The divine-human contrast continues in Gideon’s first task (6:25-32). Called to destroy the local Baal altar, Gideon obeyed by night because he was afraid. A secret act hardly mounts a public challenge, and in the ensuing investigation, Gideon’s idolatrous father declares the position Gideon should have taken: let the god defend himself. Gideon’s new name, Jerub-Baal, “Let Baal contend,” captures his ambiguity. The Gideon-God contrast advances into sacred territory in 6:33-7:14. Empowered by the Holy Spirit, Gideon musters an army of 32,000. The NIV’s “the Spirit of the Lord came upon Gideon” muffles the graphic emphasis on divine power and human passivity in the Hebrew, which reads, “The spirit of Yahweh put on Gideon [like clothes].” Despite the Spirit’s enabling and a large turnout, Gideon demands two more signs from Yahweh. In 7:1-18 Yahweh rejects 94 percent of the soldiers responding to the Spirit-inspired draft. The concern that great numbers would deceive Israel into ascribing deliverance to their own capabilities captures the tension between Gideon’s perspective and God’s.

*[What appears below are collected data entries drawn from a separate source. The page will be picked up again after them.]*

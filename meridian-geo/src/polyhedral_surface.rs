//! Surfaces assembled from patches: [`PolyhedralSurface`] and [`Tin`].

use serde::{Deserialize, Serialize};

use crate::coordinate_system::CoordinateSystem;
use crate::error::MeridianGeoError;
use crate::point::Point;
use crate::polygon::Polygon;
use crate::triangle::Triangle;

/// A contiguous surface assembled from polygon patches.
#[derive(Debug, Clone, PartialEq, Serialize, Deserialize)]
pub struct PolyhedralSurface {
    cs: CoordinateSystem,
    patches: Vec<Polygon>,
}

impl PolyhedralSurface {
    /// Creates a polyhedral surface from its patches.
    pub fn new(cs: CoordinateSystem, patches: Vec<Polygon>) -> Result<Self, MeridianGeoError> {
        for patch in &patches {
            cs.check_matches(patch.coordinate_system())?;
        }

        Ok(Self { cs, patches })
    }

    /// Creates an empty polyhedral surface.
    pub fn empty(cs: CoordinateSystem) -> Self {
        Self {
            cs,
            patches: vec![],
        }
    }

    /// Coordinate system of the surface.
    pub fn coordinate_system(&self) -> CoordinateSystem {
        self.cs
    }

    /// The polygon patches of the surface.
    pub fn patches(&self) -> &[Polygon] {
        &self.patches
    }

    /// Whether the surface has no patches.
    pub fn is_empty(&self) -> bool {
        self.patches.is_empty()
    }

    pub(crate) fn map_points(
        &self,
        cs: CoordinateSystem,
        f: &dyn Fn(&Point, CoordinateSystem) -> Point,
    ) -> Self {
        Self {
            cs,
            patches: self.patches.iter().map(|p| p.map_points(cs, f)).collect(),
        }
    }

    pub(crate) fn for_each_point(&self, f: &mut dyn FnMut(&Point)) {
        for patch in &self.patches {
            patch.for_each_point(f);
        }
    }
}

/// A triangulated irregular network: a polyhedral surface whose patches are all triangles.
#[derive(Debug, Clone, PartialEq, Serialize, Deserialize)]
pub struct Tin {
    cs: CoordinateSystem,
    patches: Vec<Triangle>,
}

impl Tin {
    /// Creates a TIN from its triangle patches.
    pub fn new(cs: CoordinateSystem, patches: Vec<Triangle>) -> Result<Self, MeridianGeoError> {
        for patch in &patches {
            cs.check_matches(patch.coordinate_system())?;
        }

        Ok(Self { cs, patches })
    }

    /// Creates an empty TIN.
    pub fn empty(cs: CoordinateSystem) -> Self {
        Self {
            cs,
            patches: vec![],
        }
    }

    /// Coordinate system of the surface.
    pub fn coordinate_system(&self) -> CoordinateSystem {
        self.cs
    }

    /// The triangle patches of the surface.
    pub fn patches(&self) -> &[Triangle] {
        &self.patches
    }

    /// Whether the surface has no patches.
    pub fn is_empty(&self) -> bool {
        self.patches.is_empty()
    }

    pub(crate) fn map_points(
        &self,
        cs: CoordinateSystem,
        f: &dyn Fn(&Point, CoordinateSystem) -> Point,
    ) -> Self {
        Self {
            cs,
            patches: self.patches.iter().map(|p| p.map_points(cs, f)).collect(),
        }
    }

    pub(crate) fn for_each_point(&self, f: &mut dyn FnMut(&Point)) {
        for patch in &self.patches {
            patch.for_each_point(f);
        }
    }
}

Worse yet, miraculous signs left Gideon still afraid (7:10), grouping him with those whom Yahweh dismissed! By contrast, Yahweh’s encouragement involves simple intelligence gathering, which suddenly energizes Gideon for battle.

The two-part battle narrative concentrates on the divine-human contrast in Gideon himself. Jdg 7:4-8:3 describes the strategem of a night ruse with pitchers, torches, trumpets, and war whoops in which the panicked Midianites attack one another before fleeing. Gideon pursues, mustering the Ephraimites, who seize the fords of Jordan against the enemy exactly as Ehud’s troops did. Gideon’s self-effacing tact in answering the Ephraimites' irritation over their late summons preserves the victory. Gideon appears as the champion of God who, with a clever strategem and direct divine intervention, defeats the enemy and sweeps all Israel to victory, even despite tribal divisiveness. All interpreters note an abrupt shift in 8:4-21. Gideon still pursues the kings of Midian, but suddenly not in irresistible triumph. The three hundred are exhausted and hungry, and Midian seems about to escape. Gideon’s men cannot even obtain food, much less military assistance, from Succoth and Penuel. Gideon appears not as peacemaker and securer of unity, but as vengeful and threatening. Jdg 8:4-21 nowhere mentions Yahweh as the author of victory, and Gideon fulfills his threats against Succoth and Penuel. Jdg 8:18-21 also reveals Gideon’s stake of personal vengeance in the battle: Zebah and Zalmunna murdered his half-brothers. His last act is to slay them in anger for mockery. The divine-human tension centers now in the person of Gideon. Is he a divinely anointed deliverer and reconciler or a determined pursuer of personal revenge? Israel has won deliverance from the Midianites, but the reader’s confidence in the judge is shaken.

The issue of leadership culminates in the final contrast in 8:22-27, when the elders offer Gideon permanent, hereditary rule. Contrary to Yahweh’s express intention (7:1-3), the Hebrews credit the victory to Gideon: You have saved us” (emphasis mine). Gideon’s response sounds like a pious rejection of kingship based on the belief that God alone is King over Israel, but his response is as flawed as the people’s offer. Human rule is not at stake here. That Yahweh is “the Judge” (11:27b) did not preclude human judges. Gideon offers an alternative to his own rule: his own religion! The ephod was the means by which worshipers learned Yahweh’s will and thus the vehicle of Yahweh’s rule. Gideon makes an ephod, which promotes not Yahweh’s rule, but spiritual harlotry. The conclusion (8:28-32) notes forty years of peace following Gideon’s victory but for the first time limits the period of peace to the judge’s lifetime.